Nesse sentido, o Estado brasileiro se compromete a
realizar estudo sobre a possibilidade de firmar convênio de cooperação com o
Instituto Interamericano de Direitos Humanos, cujo objetivo é assegurar,
através do curso de capacitação, que a formação dos praças e oficiais das
Forças Armadas do Brasil atenda aos padrões internacionais de proteção de
direitos humanos.
Todas essas questões se devem ao acordo, mediado pela
OEA, entre o Estado e a família do cadete Marcio Lapoente da Silveira, morto na
AMAN em 1992 quando participava de exercícios. Lapoente sofreu violências por
parte de um instrutor e morreu. A família apelou para a Comissão Interamericana
de Direitos Humanos da OEA, que fez as recomendações para o Estado brasileiro.

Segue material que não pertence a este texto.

use super::grid::{Grid, Position};

#[derive(Clone, Copy, Debug, PartialEq, Eq)]
pub enum GameOutcome {
    Won,
    Lost,
}

impl GameOutcome {
    pub fn message(self) -> &'static str {
        match self {
            GameOutcome::Won => "Congratulations! You've found all pairs!",
            GameOutcome::Lost => "Game over! You've reached the maximum number of tries.",
        }
    }
}

/// Where the current turn stands.
#[derive(Clone, Copy, Debug, PartialEq, Eq)]
pub enum TurnState {
    Idle,
    OneSelected(Position),
    Finished(GameOutcome),
}

/// What a click changed, so the caller knows what to render and schedule.
#[derive(Clone, Copy, Debug, PartialEq, Eq)]
pub enum ClickOutcome {
    /// Nothing changed.
    Ignored,
    /// First card of the turn is now face up.
    FirstRevealed(Position),
    /// Second card matched the first; both stay face up.
    Matched {
        first: Position,
        second: Position,
        won: bool,
    },
    /// Second card differed. Input stays blocked until the caller runs
    /// `hide_pair` and `unblock_input` after the mismatch delay.
    Mismatched {
        first: Position,
        second: Position,
        lost: bool,
    },
}

/// One game: the board, which cells are face up, and the turn counters.
///
/// All mutation goes through `click`, `hide_pair` and `unblock_input`, which
/// the UI calls from the main loop only.
#[derive(Debug)]
pub struct Session<I> {
    grid: Grid<I>,
    revealed: Vec<bool>,
    first_selection: Option<Position>,
    input_blocked: bool,
    tries: u32,
    max_tries: u32,
    pairs_found: usize,
    outcome: Option<GameOutcome>,
}

impl<I> Session<I> {
    pub fn new(grid: Grid<I>, max_tries: u32) -> Self {
        let revealed = vec![false; grid.rows() * grid.cols()];
        Session {
            grid,
            revealed,
            first_selection: None,
            input_blocked: false,
            tries: 0,
            max_tries,
            pairs_found: 0,
            outcome: None,
        }
    }

    pub fn grid(&self) -> &Grid<I> {
        &self.grid
    }

    pub fn tries(&self) -> u32 {
        self.tries
    }

    pub fn max_tries(&self) -> u32 {
        self.max_tries
    }

    pub fn lives(&self) -> u32 {
        self.max_tries.saturating_sub(self.tries)
    }

    pub fn pairs_found(&self) -> usize {
        self.pairs_found
    }

    pub fn total_pairs(&self) -> usize {
        self.grid.total_pairs()
    }

    pub fn first_selection(&self) -> Option<Position> {
        self.first_selection
    }

    pub fn is_input_blocked(&self) -> bool {
        self.input_blocked
    }

    pub fn outcome(&self) -> Option<GameOutcome> {
        self.outcome
    }

    pub fn is_finished(&self) -> bool {
        self.outcome.is_some()
    }

    pub fn turn_state(&self) -> TurnState {
        match (self.outcome, self.first_selection) {
            (Some(outcome), _) => TurnState::Finished(outcome),
            (None, Some(pos)) => TurnState::OneSelected(pos),
            (None, None) => TurnState::Idle,
        }
    }

    pub fn is_revealed(&self, pos: Position) -> bool {
        self.grid
            .index_of(pos)
            .is_some_and(|idx| self.revealed[idx])
    }

    pub fn click(&mut self, pos: Position) -> ClickOutcome {
        if self.input_blocked || self.is_finished() {
            return ClickOutcome::Ignored;
        }
        let Some(idx) = self.grid.index_of(pos) else {
            return ClickOutcome::Ignored;
        };
        if self.revealed[idx] || self.grid.is_filler(pos) {
            return ClickOutcome::Ignored;
        }

        self.revealed[idx] = true;

        let Some(first) = self.first_selection.take() else {
            self.first_selection = Some(pos);
            return ClickOutcome::FirstRevealed(pos);
        };

        if self.grid.label(first) == self.grid.label(pos) {
            self.pairs_found += 1;
            let won = self.pairs_found == self.total_pairs();
            if won {
                self.outcome = Some(GameOutcome::Won);
            }
            tracing::debug!(?first, second = ?pos, pairs_found = self.pairs_found, "pair matched");
            ClickOutcome::Matched {
                first,
                second: pos,
                won,
            }
        } else {
            self.input_blocked = true;
            self.tries += 1;
            let lost = self.tries >= self.max_tries;
            if lost {
                self.outcome = Some(GameOutcome::Lost);
            }
            tracing::debug!(?first, second = ?pos, tries = self.tries, "pair mismatched");
            ClickOutcome::Mismatched {
                first,
                second: pos,
                lost,
            }
        }
    }

    /// Turns a mismatched pair face down again. Runs even after the game
    /// ended; it never touches the counters.
    pub fn hide_pair(&mut self, first: Position, second: Position) {
        for pos in [first, second] {
            if let Some(idx) = self.grid.index_of(pos) {
                self.revealed[idx] = false;
            }
        }
    }

    pub fn unblock_input(&mut self) {
        self.input_blocked = false;
    }
}
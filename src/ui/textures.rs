use gtk4::gdk;
use gtk4::gdk_pixbuf::{InterpType, Pixbuf};
use gtk4::glib;

use pokepairs::{Error, Result};

/// Decodes a downloaded sprite and scales it to a `size`-pixel square card face.
pub fn decode_texture(label: &str, bytes: &[u8], size: i32) -> Result<gdk::Texture> {
    let decode_error = |reason: String| Error::Decode {
        label: label.to_string(),
        reason,
    };

    let stream = gio::MemoryInputStream::from_bytes(&glib::Bytes::from(bytes));
    let pixbuf = Pixbuf::from_stream(&stream, None::<&gio::Cancellable>)
        .map_err(|err| decode_error(err.to_string()))?;
    let scaled = pixbuf
        .scale_simple(size, size, InterpType::Hyper)
        .ok_or_else(|| decode_error(format!("could not scale to {size}x{size}")))?;

    Ok(gdk::Texture::for_pixbuf(&scaled))
}
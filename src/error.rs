use core::result::Result as CoreResult;

use reqwest::Error as ReqwestError;
use serde_json::Error as SerdeJsonError;
use thiserror::Error;

/// Result type used across the game library.
pub type Result<T> = CoreResult<T, Error>;

/// Everything that can stop a game from starting.
///
/// None of these are recoverable: a board is only shown once every card has
/// been fetched, decoded and laid out.
#[derive(Debug, Error)]
pub enum Error {
    /// An HTTP request failed or returned a non-success status.
    #[error("HTTP request failed: {0}")]
    Request(#[from] ReqwestError),

    /// A catalog entry could not be parsed.
    #[error("JSON deserialization error: {0}")]
    Json(#[from] SerdeJsonError),

    /// The catalog entry has no front sprite to show.
    #[error("No sprite available for {label}")]
    MissingSprite { label: String },

    /// More distinct cards were requested than the catalog holds.
    #[error("Requested {requested} cards but the catalog only has {available}")]
    CatalogTooSmall { requested: usize, available: usize },

    /// Two cards share a label, which would make pairs ambiguous.
    #[error("Duplicate card label: {0}")]
    DuplicateLabel(String),

    /// The number of cards does not fill the requested grid.
    #[error("Expected {expected} cards for this grid, got {actual}")]
    CardCount { expected: usize, actual: usize },

    /// A grid with no rows or no columns.
    #[error("Grid dimensions must be non-zero")]
    EmptyGrid,

    /// Image bytes could not be turned into a card face.
    #[error("Failed to decode image for {label}: {reason}")]
    Decode { label: String, reason: String },

    /// The background download task died before reporting back.
    #[error("Background task failed: {0}")]
    Worker(String),
}
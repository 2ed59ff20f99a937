use std::collections::HashSet;

use rand::Rng;
use rand::seq::SliceRandom;

use crate::error::{Error, Result};

/// Row and column of a cell.
pub type Position = (usize, usize);

/// A card face. Two cards match when their labels are equal; the image is
/// only ever displayed.
#[derive(Clone, Debug, PartialEq)]
pub struct Card<I> {
    pub label: String,
    pub image: I,
}

impl<I> Card<I> {
    pub fn new(label: impl Into<String>, image: I) -> Self {
        Card {
            label: label.into(),
            image,
        }
    }
}

/// Shuffled board of paired cards, stored row-major.
///
/// On an odd-sized board the last cell holds no card.
#[derive(Clone, Debug)]
pub struct Grid<I> {
    rows: usize,
    cols: usize,
    cells: Vec<Option<Card<I>>>,
}

/// Rejects a card set that repeats a label.
pub fn ensure_unique_labels<I>(cards: &[Card<I>]) -> Result<()> {
    let mut seen = HashSet::with_capacity(cards.len());
    for card in cards {
        if !seen.insert(card.label.as_str()) {
            return Err(Error::DuplicateLabel(card.label.clone()));
        }
    }
    Ok(())
}

impl<I: Clone> Grid<I> {
    /// Duplicates every card, shuffles the deck with `rng` and lays it out
    /// in `rows` rows of `cols` cells.
    pub fn build<R: Rng + ?Sized>(
        cards: Vec<Card<I>>,
        rows: usize,
        cols: usize,
        rng: &mut R,
    ) -> Result<Self> {
        if rows == 0 || cols == 0 {
            return Err(Error::EmptyGrid);
        }
        let total_cells = rows * cols;
        let expected = total_cells / 2;
        if cards.len() != expected {
            return Err(Error::CardCount {
                expected,
                actual: cards.len(),
            });
        }

        ensure_unique_labels(&cards)?;

        let mut deck: Vec<Card<I>> = Vec::with_capacity(expected * 2);
        deck.extend(cards.iter().cloned());
        deck.extend(cards);
        deck.shuffle(rng);

        let mut cells: Vec<Option<Card<I>>> = deck.into_iter().map(Some).collect();
        cells.resize_with(total_cells, || None);

        Ok(Grid { rows, cols, cells })
    }
}

impl<I> Grid<I> {
    pub fn rows(&self) -> usize {
        self.rows
    }

    pub fn cols(&self) -> usize {
        self.cols
    }

    pub fn total_pairs(&self) -> usize {
        self.rows * self.cols / 2
    }

    pub fn index_of(&self, (row, col): Position) -> Option<usize> {
        (row < self.rows && col < self.cols).then_some(row * self.cols + col)
    }

    pub fn position_of(&self, index: usize) -> Position {
        (index / self.cols, index % self.cols)
    }

    pub fn card(&self, pos: Position) -> Option<&Card<I>> {
        self.index_of(pos).and_then(|idx| self.cells[idx].as_ref())
    }

    pub fn label(&self, pos: Position) -> Option<&str> {
        self.card(pos).map(|card| card.label.as_str())
    }

    pub fn is_filler(&self, pos: Position) -> bool {
        matches!(self.index_of(pos), Some(idx) if self.cells[idx].is_none())
    }

    pub fn positions(&self) -> impl Iterator<Item = Position> + '_ {
        (0..self.cells.len()).map(|idx| self.position_of(idx))
    }

    /// Labels in row-major order, `None` for the filler cell.
    pub fn labels(&self) -> Vec<Option<&str>> {
        self.cells
            .iter()
            .map(|cell| cell.as_ref().map(|card| card.label.as_str()))
            .collect()
    }
}
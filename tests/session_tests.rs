//! Turn state machine integration tests.
//!
//! These drive a full session through the public API with seeded boards,
//! covering the scripted scenarios and the counter invariants.

use std::collections::HashMap;

use proptest::prelude::*;
use rand::SeedableRng;
use rand::rngs::StdRng;

use pokepairs::game::{
    Card, ClickOutcome, Difficulty, GameOutcome, Grid, Position, Session, TurnState,
};

fn deck(count: usize) -> Vec<Card<()>> {
    (0..count).map(|i| Card::new(format!("pokemon-{i}"), ())).collect()
}

fn seeded_grid(side: usize, seed: u64) -> Grid<()> {
    Grid::build(deck(side * side / 2), side, side, &mut StdRng::seed_from_u64(seed)).unwrap()
}

/// Cell positions grouped by label.
fn pairs_of(grid: &Grid<()>) -> Vec<(Position, Position)> {
    let mut by_label: HashMap<&str, Vec<Position>> = HashMap::new();
    for pos in grid.positions() {
        if let Some(label) = grid.label(pos) {
            by_label.entry(label).or_default().push(pos);
        }
    }
    let mut pairs: Vec<(Position, Position)> =
        by_label.into_values().map(|cells| (cells[0], cells[1])).collect();
    pairs.sort();
    pairs
}

// =============================================================================
// Scenarios
// =============================================================================

/// Two differing cards cost a try and come back face down after the delay.
#[test]
fn test_mismatch_then_hide() {
    let grid = seeded_grid(4, 3);
    let (a, b) = {
        let first = (0, 0);
        let second = grid
            .positions()
            .find(|&p| grid.label(p) != grid.label(first))
            .unwrap();
        (first, second)
    };
    let mut session = Session::new(grid, 10);

    session.click(a);
    let outcome = session.click(b);
    assert!(matches!(outcome, ClickOutcome::Mismatched { lost: false, .. }));
    assert_eq!(session.tries(), 1);
    assert_eq!(session.pairs_found(), 0);
    assert!(session.is_input_blocked());

    // Delayed callbacks, in the order they were queued.
    session.hide_pair(a, b);
    session.unblock_input();

    assert!(!session.is_revealed(a));
    assert!(!session.is_revealed(b));
    assert!(!session.is_input_blocked());
    assert_eq!(session.turn_state(), TurnState::Idle);
}

/// A found pair stays face up for the rest of the game.
#[test]
fn test_match_stays_revealed() {
    let grid = seeded_grid(4, 5);
    let (a, b) = pairs_of(&grid)[0];
    let mut session = Session::new(grid, 10);

    session.click(a);
    session.click(b);
    assert_eq!(session.pairs_found(), 1);

    let pairs = pairs_of(session.grid());
    let (c, wrong) = (pairs[1].0, pairs[2].0);
    session.click(c);
    session.click(wrong);
    session.hide_pair(c, wrong);
    session.unblock_input();

    assert!(session.is_revealed(a));
    assert!(session.is_revealed(b));
}

/// Matching every pair wins, after which nothing can change the counters.
#[test]
fn test_clearing_the_board_wins() {
    let grid = seeded_grid(4, 8);
    let pairs = pairs_of(&grid);
    let mut session = Session::new(grid, 10);

    for (i, &(a, b)) in pairs.iter().enumerate() {
        session.click(a);
        let outcome = session.click(b);
        let last = i + 1 == pairs.len();
        assert_eq!(
            outcome,
            ClickOutcome::Matched {
                first: a,
                second: b,
                won: last
            }
        );
    }

    assert_eq!(session.outcome(), Some(GameOutcome::Won));
    assert_eq!(session.pairs_found(), session.total_pairs());
    for pos in session.grid().positions().collect::<Vec<_>>() {
        assert_eq!(session.click(pos), ClickOutcome::Ignored);
    }
    assert_eq!(session.tries(), 0);
}

/// With a single try, the first mismatch ends the game at once.
#[test]
fn test_one_try_loses_on_first_mismatch() {
    let grid = seeded_grid(4, 13);
    let pairs = pairs_of(&grid);
    let (a, b) = (pairs[0].0, pairs[1].0);
    let mut session = Session::new(grid, 1);

    session.click(a);
    let outcome = session.click(b);
    assert_eq!(
        outcome,
        ClickOutcome::Mismatched {
            first: a,
            second: b,
            lost: true
        }
    );
    assert_eq!(session.turn_state(), TurnState::Finished(GameOutcome::Lost));

    // The queued callbacks still fire but the game stays over.
    session.hide_pair(a, b);
    session.unblock_input();
    let (c, d) = pairs[2];
    assert_eq!(session.click(c), ClickOutcome::Ignored);
    assert_eq!(session.click(d), ClickOutcome::Ignored);
    assert_eq!(session.pairs_found(), 0);
    assert_eq!(session.lives(), 0);
}

/// A 5x5 board plays to completion around its empty cell.
#[test]
fn test_hard_board_with_filler() {
    let side = Difficulty::Hard.side();
    let grid = seeded_grid(side, 21);
    assert!(grid.is_filler((4, 4)));
    let pairs = pairs_of(&grid);
    assert_eq!(pairs.len(), Difficulty::Hard.pair_count());

    let mut session = Session::new(grid, 10);
    assert_eq!(session.click((4, 4)), ClickOutcome::Ignored);
    for (a, b) in pairs {
        session.click(a);
        session.click(b);
    }
    assert_eq!(session.outcome(), Some(GameOutcome::Won));
}

/// Every arrangement of a tiny board shows up given enough seeds.
#[test]
fn test_every_layout_reachable() {
    let layouts: std::collections::HashSet<Vec<Option<String>>> = (0..500)
        .map(|seed| {
            seeded_grid(2, seed)
                .labels()
                .into_iter()
                .map(|label| label.map(str::to_owned))
                .collect()
        })
        .collect();
    // 4! / (2! * 2!) ways to place two pairs on four cells.
    assert_eq!(layouts.len(), 6);
}

// =============================================================================
// Properties
// =============================================================================

proptest! {
    /// Every label lands on exactly two cells, whatever the seed.
    #[test]
    fn prop_each_label_twice(side in 1usize..=6, seed in any::<u64>()) {
        prop_assume!(side * side >= 2);
        let grid = seeded_grid(side, seed);
        let mut counts: HashMap<&str, usize> = HashMap::new();
        for label in grid.labels().into_iter().flatten() {
            *counts.entry(label).or_default() += 1;
        }
        prop_assert_eq!(counts.len(), side * side / 2);
        prop_assert!(counts.values().all(|&n| n == 2));
    }

    /// The same seed always produces the same board.
    #[test]
    fn prop_seeded_shuffle_repeats(seed in any::<u64>()) {
        let a = seeded_grid(4, seed);
        let b = seeded_grid(4, seed);
        prop_assert_eq!(a.labels(), b.labels());
    }

    /// Random click sequences never break the counter invariants, and
    /// clicking a face-up card never changes anything.
    #[test]
    fn prop_random_clicks_hold_invariants(
        seed in any::<u64>(),
        max_tries in 1u32..6,
        clicks in prop::collection::vec((0usize..4, 0usize..4, any::<bool>()), 0..80),
    ) {
        let mut session = Session::new(seeded_grid(4, seed), max_tries);
        let mut pending: Option<(Position, Position)> = None;

        for (row, col, fire_timers) in clicks {
            let pos = (row, col);
            let before = (session.tries(), session.pairs_found());
            let was_revealed = session.is_revealed(pos);
            let outcome = session.click(pos);

            if was_revealed {
                prop_assert_eq!(outcome, ClickOutcome::Ignored);
                prop_assert_eq!(before, (session.tries(), session.pairs_found()));
                prop_assert!(session.is_revealed(pos));
            }
            match outcome {
                ClickOutcome::Matched { .. } => {
                    prop_assert_eq!(session.pairs_found(), before.1 + 1);
                    prop_assert_eq!(session.tries(), before.0);
                }
                ClickOutcome::Mismatched { first, second, .. } => {
                    prop_assert_eq!(session.tries(), before.0 + 1);
                    prop_assert_eq!(session.pairs_found(), before.1);
                    pending = Some((first, second));
                }
                _ => {}
            }

            if fire_timers {
                if let Some((a, b)) = pending.take() {
                    session.hide_pair(a, b);
                    session.unblock_input();
                    prop_assert!(!session.is_revealed(a));
                    prop_assert!(!session.is_revealed(b));
                }
            }

            prop_assert!(session.tries() <= session.max_tries());
            prop_assert!(session.pairs_found() <= session.total_pairs());
            if session.outcome() == Some(GameOutcome::Lost) {
                prop_assert_eq!(session.tries(), session.max_tries());
            }
        }
    }
}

Pelo acordo foi fixada uma placa na AMAN em homenagem ao
Cadete Marcio Lapoente da Silveira e outros 22 cadetes mortos em circunstâncias
semelhantes na AMAN.
Militares da reserva, os tais óleos queimados da história
que a todo ano reverenciam no Clube Militar o golpe civil militar de abril de
64, chegaram a lançar até nota condenando a aceitação do acordo. As ameaças
feitas contra o ato de grandeza do Estado brasileiro só foram lidas por eles
mesmos.
A propósito do golpe de 64, já que neste momento se fala
tanto em quadrilhas, ou punir quadrilhas, como a do mensalão, não seria o caso
de se condenar de fato os remanescentes da quadrilha que tomou o poder a força
há quase 50 anos e conduziu o país a uma longa noite escura? Quando se fala
nisso, os defensores da impunidade lembram que os ministros do STF confirmaram
a vigência da lei da Anistia. No Chile, apesar da vigência da lei da anistia da
época de Pinochet, responsáveis por crimes contra a humanidade continuam sendo
julgados.
Em tempo: derrotar Mitt
Romney será um alívio para toda a humanidade. Não é à toa que o presidente Hugo
Chávez declarou que se fosse norte-americano votaria em Barack Obama.